Идеальное всегда пугает и кажется маркетологическим обманом: дом девочки-подростка Тиньи (Сиири Солалинна) — будто страница каталога IKEA, семья — фото на пакете сока. Сама школьница с утра до вечера пропадает на тренировках. Гимнастка, отличница и мамина радость вступает в кошмарную пору пубертата: неминуемые телесные трансформации сопровождает физическое изнеможение от тренировок и психологическое — от маминых установок.
Дебютантка в режиссуре Ханна Бергхольм создает утопический ландшафт пригорода, чтобы в очередной раз влезть за пазуху к его жителям. Фамильный портрет в пастельных тонах прячет дисфункциональный союз, где родители друг другу чужие люди, а дочь — повод похвастаться в социальных сетях. Одиночество толкает Тинью на поиски родственника по духу, а не по крови — им становится кошмарная птичка, готовая отомстить каждому обидчику дорогой кормилицы. «Скрежет» — один из самых необычных хорроров 2022 года, который микрокосм семьи преподносит как суровый климат истории взросления.

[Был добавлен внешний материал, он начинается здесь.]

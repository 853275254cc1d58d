//! Button input conditioning
//!
//! Raw pin levels are turned into press events in two stages: an edge
//! detector that fires on the inactive-to-active change, then a per-button
//! debouncer with a fixed refractory window. The caller performs the
//! settle re-read between the two.

pub mod debounce;
pub mod edge;

pub use debounce::{Debouncer, DEBOUNCE_WINDOW_MS, SETTLE_READ_MS};
pub use edge::EdgeDetector;
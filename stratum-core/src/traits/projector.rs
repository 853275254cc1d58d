//! Layer image output

/// Renders layer images onto the vat floor
///
/// Both calls are fire-and-forget; failures are the implementation's to
/// report.
pub trait Projector {
    /// Image handle type produced by the job source
    type Image;

    /// Replace the projected frame with `image`
    fn show(&mut self, image: &Self::Image);

    /// Project black
    fn hide(&mut self);
}
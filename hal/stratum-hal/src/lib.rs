//! Stratum Hardware Abstraction Layer
//!
//! Traits for the two pieces of hardware the panel controller touches
//! directly: the push-button inputs and the serial link to the motion
//! board. The core crate is written against these traits only, so the
//! state machine and scheduler can be driven by mocks on the host.
//!
//! ```text
//! ┌─────────────────────────────────────────┐
//! │  stratum-core / stratum-panel           │
//! └─────────────────────────────────────────┘
//!                     │
//!                     ▼
//! ┌─────────────────────────────────────────┐
//! │  stratum-hal (this crate - traits)      │
//! └─────────────────────────────────────────┘
//!                     │
//!                     ▼
//! ┌─────────────────────────────────────────┐
//! │  stratum-hal-linux (rppal, serialport)  │
//! └─────────────────────────────────────────┘
//! ```

#![no_std]
#![deny(unsafe_code)]

pub mod gpio;
pub mod uart;

pub use gpio::{ActiveLevel, InputPin};
pub use uart::{DataBits, FlowControl, Parity, PortControl, StopBits, Uart, UartConfig, UartRx, UartTx};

«Реликвия» — еще один хоррор от дебютантки в режиссуре. Натали Эрика Джеймс рифмует кошмар страшного дома с тяготой утраты. Старушка Эдна (Робин Невин) пропадает — ее дочь Кей (Эмили Мортимер) и внучка Сэм (Белла Хиткот) не находят себе места, но бабушка возвращается домой, чтобы последний раз проститься. За полтора часа хронометража Джеймс исправно собирает жанровое бинго: наступает ночь, и старый дом наполняют страшные звуки, в коридорах «цветет» плесень и черт знает что еще, а стиральная машинка желает довести семью и зрителей до инфаркта.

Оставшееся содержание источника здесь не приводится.